Each calculator implements a published formula from naval architecture or established marine practice rather than a black-box model. Hull speed uses 1.34 × √LWL (ft) for displacement hulls and a 2.75 coefficient for semi-displacement hulls. Fuel burn is estimated from brake-specific fuel consumption — roughly 0.5 lb per horsepower-hour for gasoline engines and 0.3 for diesels. Anchor rode is (water depth + tidal range + bow freeboard) × a scope ratio that runs from 5:1 in calm water to 10:1 in storm conditions. Battery runtime applies each chemistry's usable depth of discharge — 50% for flooded lead-acid, 80% for AGM, 90% for lithium — plus the Peukert effect. Enter your boat's numbers and the result appears instantly, with unit conversions handled for you.

Usage Scenarios

  • Planning a weekend coastal trip: a skipper with a 200 hp gasoline outboard estimates roughly 15 GPH at 75% throttle (0.10 × 200 × 0.75), checks the navigation calculator for passage time at cruise speed, and confirms with the fuel tank calculator that the tank's capacity leaves an adequate reserve.
  • Anchoring overnight in 20 ft of water: with a 2 ft tidal range and 4 ft of bow freeboard, the anchor scope calculator recommends paying out (20 + 2 + 4) × 7 = 182 ft of rode at a moderate 7:1 scope — and 260 ft if conditions call for a 10:1 storm scope.
  • Diagnosing a slow boat: a propeller with 17-inch pitch turning 4,000 RPM through a 2.0:1 gearbox has a theoretical speed of about 28 knots; if GPS shows 24 knots, the slip calculator reports roughly 14% slip, which helps separate normal slip from a fouled hull or the wrong prop.
  • Comparing sailboats for offshore passages: the capsize screening calculator condenses beam and displacement into a single CSF number, while the hull speed tool shows that a 25-ft waterline yields 1.34 × √25 = 6.7 knots — both useful when shortlisting candidate boats on paper.

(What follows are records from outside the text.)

//! # Framework Errors
//!
//! This module defines the error types shared by the router, the bus and the
//! auto-dispatcher. Pattern derivation itself never fails, so every variant
//! here belongs to registration, dispatch or transport.

use crate::handler::HandlerError;

/// Errors raised by an [`AutoSender`](crate::AutoSender) before anything is
/// handed to the client.
#[derive(Debug, thiserror::Error)]
pub enum DispatchError {
    /// The client slot named by [`AutoSendOptions::client_property`](crate::AutoSendOptions)
    /// was never bound.
    #[error("ClientProxy not found on property \"{property}\"")]
    MissingClient { property: &'static str },

    /// The outbound argument could not be converted into a JSON payload.
    #[error("Invalid payload: {0}")]
    InvalidPayload(#[from] serde_json::Error),

    /// The wrapped method body refused the call (wrap mode only).
    #[error("Call rejected: {0}")]
    Rejected(String),
}

/// Errors raised by the [`PatternRouter`](crate::PatternRouter).
#[derive(Debug, thiserror::Error)]
pub enum RouterError {
    #[error("Pattern already registered: {0}")]
    DuplicatePattern(String),
    #[error("No handler for pattern: {0}")]
    NoHandler(String),
    #[error(transparent)]
    Handler(#[from] HandlerError),
}

/// Errors surfaced by a [`BusClient`](crate::BusClient) reply.
#[derive(Debug, thiserror::Error)]
pub enum TransportError {
    #[error("Bus closed")]
    BusClosed,
    #[error("Bus dropped reply channel")]
    ReplyDropped,
    #[error("Remote error: {0}")]
    Remote(#[from] RouterError),
}

#[cfg(test)]
mod tests {
    use super::*;

    #[test]
    fn missing_client_names_the_property() {
        let err = DispatchError::MissingClient {
            property: "userClient",
        };
        assert_eq!(
            err.to_string(),
            "ClientProxy not found on property \"userClient\""
        );
    }

    #[test]
    fn handler_errors_pass_through_router_display() {
        let err = RouterError::from(HandlerError::NotFound("user 9".into()));
        assert_eq!(err.to_string(), "Not found: user 9");
    }
}
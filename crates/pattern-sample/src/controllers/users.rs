//! Serves the `users` resource from an in-memory table.

use crate::model::{IdArg, NewUser, User, UserFilter};
use pattern_framework::HandlerError;
use std::collections::BTreeMap;
use std::sync::atomic::{AtomicU64, Ordering};
use tokio::sync::Mutex;
use tracing::{debug, instrument};

#[derive(Debug)]
pub struct UsersController {
    users: Mutex<BTreeMap<u64, User>>,
    next_id: AtomicU64,
}

impl Default for UsersController {
    fn default() -> Self {
        Self {
            users: Mutex::new(BTreeMap::new()),
            next_id: AtomicU64::new(1),
        }
    }
}

impl UsersController {
    #[instrument(skip(self), fields(email = %user.email))]
    pub async fn create(&self, user: NewUser) -> Result<User, HandlerError> {
        if user.name.trim().is_empty() {
            return Err(HandlerError::Invalid("name must not be empty".into()));
        }
        if !user.email.contains('@') {
            return Err(HandlerError::Invalid(format!("bad email: {}", user.email)));
        }

        let id = self.next_id.fetch_add(1, Ordering::SeqCst);
        let user = User {
            id,
            name: user.name,
            email: user.email,
        };
        self.users.lock().await.insert(id, user.clone());
        debug!(id, "User created");
        Ok(user)
    }

    pub async fn find_one(&self, arg: IdArg) -> Result<User, HandlerError> {
        self.users
            .lock()
            .await
            .get(&arg.id)
            .cloned()
            .ok_or_else(|| HandlerError::NotFound(format!("user {}", arg.id)))
    }

    pub async fn find_all(&self, filter: UserFilter) -> Result<Vec<User>, HandlerError> {
        let users = self.users.lock().await;
        Ok(users.values().filter(|u| filter.matches(u)).cloned().collect())
    }
}
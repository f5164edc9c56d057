use std::path::{Path, PathBuf};

use crate::{
    annotate::{bitmap::BitmapFont, text::ScalableFont},
    foundation::core::Rgb8,
};

/// Well-known locations of a plain sans-serif face, tried in order when no
/// explicit font is configured.
#[cfg(windows)]
pub const SYSTEM_FONT_CANDIDATES: &[&str] = &[
    "C:\\Windows\\Fonts\\arial.ttf",
    "C:\\Windows\\Fonts\\segoeui.ttf",
];

#[cfg(target_os = "macos")]
pub const SYSTEM_FONT_CANDIDATES: &[&str] = &[
    "/System/Library/Fonts/Supplemental/Arial.ttf",
    "/Library/Fonts/Arial.ttf",
    "/System/Library/Fonts/Geneva.ttf",
];

#[cfg(all(unix, not(target_os = "macos")))]
pub const SYSTEM_FONT_CANDIDATES: &[&str] = &[
    "/usr/share/fonts/truetype/msttcorefonts/arial.ttf",
    "/usr/share/fonts/truetype/dejavu/DejaVuSans.ttf",
    "/usr/share/fonts/TTF/DejaVuSans.ttf",
    "/usr/share/fonts/dejavu/DejaVuSans.ttf",
    "/usr/share/fonts/truetype/liberation/LiberationSans-Regular.ttf",
    "/usr/share/fonts/liberation/LiberationSans-Regular.ttf",
];

/// Which font the overlays ask for.
#[derive(Clone, Debug, PartialEq)]
pub struct FontChoice {
    /// Explicit font file; `None` searches [`SYSTEM_FONT_CANDIDATES`].
    pub path: Option<PathBuf>,
    pub size_px: f32,
}

impl Default for FontChoice {
    fn default() -> Self {
        Self {
            path: None,
            size_px: 12.0,
        }
    }
}

/// The best font available for a [`FontChoice`]: a scalable face when one loads,
/// the built-in bitmap font otherwise.
#[derive(Debug)]
pub enum OverlayFont {
    Scalable(Box<ScalableFont>),
    Fixed(BitmapFont),
    /// Draws with the bitmap font but fails every measurement.
    #[cfg(test)]
    Unmeasurable,
}

impl OverlayFont {
    /// Never fails: anything that prevents loading a scalable face degrades to
    /// the bitmap font.
    pub fn load(choice: &FontChoice) -> Self {
        let candidates: Vec<PathBuf> = match &choice.path {
            Some(p) => vec![p.clone()],
            None => SYSTEM_FONT_CANDIDATES.iter().map(PathBuf::from).collect(),
        };

        for path in &candidates {
            if let Some(font) = try_load(path, choice.size_px) {
                tracing::debug!(
                    path = %path.display(),
                    family = font.family_name(),
                    size_px = font.size_px(),
                    "loaded scalable overlay font"
                );
                return Self::Scalable(Box::new(font));
            }
        }

        tracing::warn!("no scalable font available, using built-in bitmap font");
        Self::fixed()
    }

    pub fn from_bytes(font_bytes: Vec<u8>, size_px: f32) -> Self {
        match ScalableFont::from_bytes(font_bytes, size_px) {
            Ok(font) => Self::Scalable(Box::new(font)),
            Err(e) => {
                tracing::warn!(error = %e, "font bytes rejected, using built-in bitmap font");
                Self::fixed()
            }
        }
    }

    pub fn fixed() -> Self {
        Self::Fixed(BitmapFont::default())
    }

    pub fn is_scalable(&self) -> bool {
        matches!(self, Self::Scalable(_))
    }

    /// `None` when the text cannot be measured.
    pub fn measure(&mut self, text: &str) -> Option<(u32, u32)> {
        match self {
            Self::Scalable(font) => match font.measure(text) {
                Ok(size) => Some(size),
                Err(e) => {
                    tracing::debug!(error = %e, "text measurement failed");
                    None
                }
            },
            Self::Fixed(font) => Some(font.measure(text)),
            #[cfg(test)]
            Self::Unmeasurable => None,
        }
    }

    pub(crate) fn draw(
        &mut self,
        dst: &mut image::RgbaImage,
        x: i64,
        y: i64,
        text: &str,
        color: Rgb8,
    ) {
        match self {
            Self::Scalable(font) => {
                if let Err(e) = font.draw(dst, x, y, text, color) {
                    tracing::debug!(error = %e, "scalable draw failed, using bitmap font");
                    BitmapFont::default().draw(dst, x, y, text, color);
                }
            }
            Self::Fixed(font) => font.draw(dst, x, y, text, color),
            #[cfg(test)]
            Self::Unmeasurable => BitmapFont::default().draw(dst, x, y, text, color),
        }
    }
}

fn try_load(path: &Path, size_px: f32) -> Option<ScalableFont> {
    let bytes = match std::fs::read(path) {
        Ok(bytes) => bytes,
        Err(e) => {
            tracing::debug!(path = %path.display(), error = %e, "font not readable");
            return None;
        }
    };
    match ScalableFont::from_bytes(bytes, size_px) {
        Ok(font) => Some(font),
        Err(e) => {
            tracing::debug!(path = %path.display(), error = %e, "font rejected");
            None
        }
    }
}
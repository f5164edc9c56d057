use crate::foundation::core::Rgba8Premul;

pub(crate) fn over(dst: Rgba8Premul, src: Rgba8Premul) -> Rgba8Premul {
    let sa = src.0[3];
    if sa == 0 {
        return dst;
    }
    if sa == 255 {
        return src;
    }

    let inv = 255u16 - u16::from(sa);
    let mut out = [0u8; 4];
    for i in 0..4 {
        out[i] = src.0[i].saturating_add(mul_div255(u16::from(dst.0[i]), inv));
    }
    Rgba8Premul(out)
}

/// Blend one premultiplied pixel onto a straight-alpha raster at `(x, y)`.
/// Coordinates outside the raster are ignored.
pub(crate) fn blend_pixel(dst: &mut image::RgbaImage, x: i64, y: i64, src: Rgba8Premul) {
    if x < 0 || y < 0 || x >= i64::from(dst.width()) || y >= i64::from(dst.height()) {
        return;
    }
    let px = dst.get_pixel_mut(x as u32, y as u32);
    let blended = over(Rgba8Premul::from_straight(px.0), src);
    px.0 = blended.to_straight();
}

/// Blend a premultiplied RGBA8 layer of `layer_w x layer_h` onto `dst` with its
/// top-left corner at `(x, y)`, clipping to the raster bounds.
pub(crate) fn blend_layer(
    dst: &mut image::RgbaImage,
    layer: &[u8],
    layer_w: u32,
    layer_h: u32,
    x: i64,
    y: i64,
) {
    let expected = layer_w as usize * layer_h as usize * 4;
    if layer.len() != expected {
        tracing::debug!(
            got = layer.len(),
            expected,
            "layer buffer size mismatch, skipping blend"
        );
        return;
    }

    for (i, px) in layer.chunks_exact(4).enumerate() {
        if px[3] == 0 {
            continue;
        }
        let lx = (i as u32 % layer_w) as i64;
        let ly = (i as u32 / layer_w) as i64;
        blend_pixel(
            dst,
            x + lx,
            y + ly,
            Rgba8Premul([px[0], px[1], px[2], px[3]]),
        );
    }
}

fn mul_div255(x: u16, y: u16) -> u8 {
    (((u32::from(x) * u32::from(y)) + 127) / 255) as u8
}

#[cfg(test)]
mod tests {
    use super::*;

    #[test]
    fn over_src_alpha_0_is_noop() {
        let dst = Rgba8Premul([10, 20, 30, 40]);
        assert_eq!(over(dst, Rgba8Premul([0, 0, 0, 0])), dst);
    }

    #[test]
    fn over_src_opaque_replaces_dst() {
        let src = Rgba8Premul([255, 0, 0, 255]);
        assert_eq!(over(Rgba8Premul([0, 0, 0, 255]), src), src);
    }

    #[test]
    fn over_dst_transparent_returns_src() {
        let src = Rgba8Premul([100, 110, 120, 200]);
        assert_eq!(over(Rgba8Premul([0, 0, 0, 0]), src), src);
    }

    #[test]
    fn half_coverage_mixes_towards_src() {
        let out = over(Rgba8Premul([0, 0, 0, 255]), Rgba8Premul([128, 128, 128, 128]));
        assert_eq!(out.0[3], 255);
        assert!((i32::from(out.0[0]) - 128).abs() <= 1);
    }

    #[test]
    fn blend_pixel_clips_out_of_bounds() {
        let mut img = image::RgbaImage::from_pixel(2, 2, image::Rgba([1, 2, 3, 255]));
        let white = Rgba8Premul([255, 255, 255, 255]);
        blend_pixel(&mut img, -1, 0, white);
        blend_pixel(&mut img, 0, 2, white);
        assert!(img.pixels().all(|p| p.0 == [1, 2, 3, 255]));

        blend_pixel(&mut img, 1, 1, white);
        assert_eq!(img.get_pixel(1, 1).0, [255, 255, 255, 255]);
    }

    #[test]
    fn blend_layer_offsets_and_clips() {
        let mut img = image::RgbaImage::from_pixel(3, 3, image::Rgba([0, 0, 0, 255]));
        // 2x2 layer, only the bottom-right texel is set.
        let mut layer = vec![0u8; 16];
        layer[12..16].copy_from_slice(&[255, 255, 255, 255]);

        blend_layer(&mut img, &layer, 2, 2, 1, 1);
        assert_eq!(img.get_pixel(2, 2).0, [255, 255, 255, 255]);
        assert_eq!(img.get_pixel(1, 1).0, [0, 0, 0, 255]);

        // Entirely off-canvas does nothing and does not panic.
        blend_layer(&mut img, &layer, 2, 2, 5, -9);
    }
}
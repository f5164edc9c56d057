/// Opaque 8-bit RGB color.
///
/// Serialized as a `[r, g, b]` array.
#[derive(Clone, Copy, Debug, PartialEq, Eq, Hash, serde::Serialize, serde::Deserialize)]
#[serde(from = "[u8; 3]", into = "[u8; 3]")]
pub struct Rgb8 {
    pub r: u8,
    pub g: u8,
    pub b: u8,
}

impl Rgb8 {
    pub const BLACK: Self = Self::new(0, 0, 0);
    pub const WHITE: Self = Self::new(255, 255, 255);

    pub const fn new(r: u8, g: u8, b: u8) -> Self {
        Self { r, g, b }
    }

    pub(crate) fn premul_opaque(self) -> Rgba8Premul {
        Rgba8Premul([self.r, self.g, self.b, 255])
    }
}

impl From<[u8; 3]> for Rgb8 {
    fn from([r, g, b]: [u8; 3]) -> Self {
        Self::new(r, g, b)
    }
}

impl From<Rgb8> for [u8; 3] {
    fn from(c: Rgb8) -> Self {
        [c.r, c.g, c.b]
    }
}

/// Premultiplied RGBA8 pixel.
#[derive(Clone, Copy, Debug, PartialEq, Eq)]
pub(crate) struct Rgba8Premul(pub [u8; 4]);

impl Rgba8Premul {
    pub(crate) fn from_straight(px: [u8; 4]) -> Self {
        let a = u16::from(px[3]);
        if a == 0 {
            return Self([0, 0, 0, 0]);
        }
        let premul = |c: u8| (((u16::from(c) * a) + 127) / 255) as u8;
        Self([premul(px[0]), premul(px[1]), premul(px[2]), px[3]])
    }

    pub(crate) fn to_straight(self) -> [u8; 4] {
        let [r, g, b, a] = self.0;
        if a == 0 {
            return [0, 0, 0, 0];
        }
        if a == 255 {
            return [r, g, b, 255];
        }
        let a32 = u32::from(a);
        let unpremul = |c: u8| ((u32::from(c) * 255 + a32 / 2) / a32).min(255) as u8;
        [unpremul(r), unpremul(g), unpremul(b), a]
    }
}
use std::io::Cursor;

use crate::{
    assets::ImageAsset,
    foundation::error::{ShotError, ShotResult},
};

pub const JPEG_QUALITY: u8 = 75;

pub fn encode_png(image: &ImageAsset) -> ShotResult<Vec<u8>> {
    let mut buf = Vec::new();
    image
        .pixels()
        .write_to(&mut Cursor::new(&mut buf), image::ImageFormat::Png)
        .map_err(|e| ShotError::encoding("png", e))?;
    Ok(buf)
}

/// JPEG has no alpha channel; alpha is dropped before encoding.
pub fn encode_jpeg(image: &ImageAsset) -> ShotResult<Vec<u8>> {
    let rgb = image::DynamicImage::ImageRgba8(image.pixels().clone()).into_rgb8();
    let mut buf = Vec::new();
    let encoder = image::codecs::jpeg::JpegEncoder::new_with_quality(&mut buf, JPEG_QUALITY);
    rgb.write_with_encoder(encoder)
        .map_err(|e| ShotError::encoding("jpeg", e))?;
    Ok(buf)
}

Frequently Asked Questions

Which formula does the hull speed calculator use?

It uses the classic displacement-hull relationship: hull speed in knots = 1.34 × √(waterline length in feet). A boat with a 36 ft waterline, for example, has a hull speed of 1.34 × 6 = 8.04 knots. For semi-displacement hulls the calculator applies a higher coefficient, 2.75 × √LWL, reflecting their ability to partially climb their own bow wave.

What does CSF mean in the capsize screening calculator?

CSF is the Capsize Screening Formula: beam in feet divided by the cube root of (displacement in pounds ÷ 64 for seawater, or ÷ 62.4 for freshwater). It is a quick screening ratio, not a full stability analysis. The calculator flags results under 2.0 as generally suitable for offshore work, 2.0–2.2 as marginal, and above 2.2 as better suited to protected waters.

How is propeller slip calculated?

Theoretical speed in knots is (pitch in inches × engine RPM) ÷ (gear ratio × 1215.2), and slip is the percentage gap between that and your actual GPS speed: (theoretical − actual) ÷ theoretical × 100. Some slip is always present — a propeller works by accelerating water, so it never advances its full pitch — but a sudden increase can point to fouling, prop damage, or ventilation.

Are these calculators a substitute for capacity plates or manufacturer specs?

No. They are planning estimates built on published formulas — for example, maximum persons ≈ (length × beam) ÷ 15 for a typical v-hull, or tank gallons = cubic inches ÷ 231. Your boat's capacity plate, engine manual, and manufacturer documentation remain the authoritative limits; the calculators are best used to sanity-check and plan around those figures.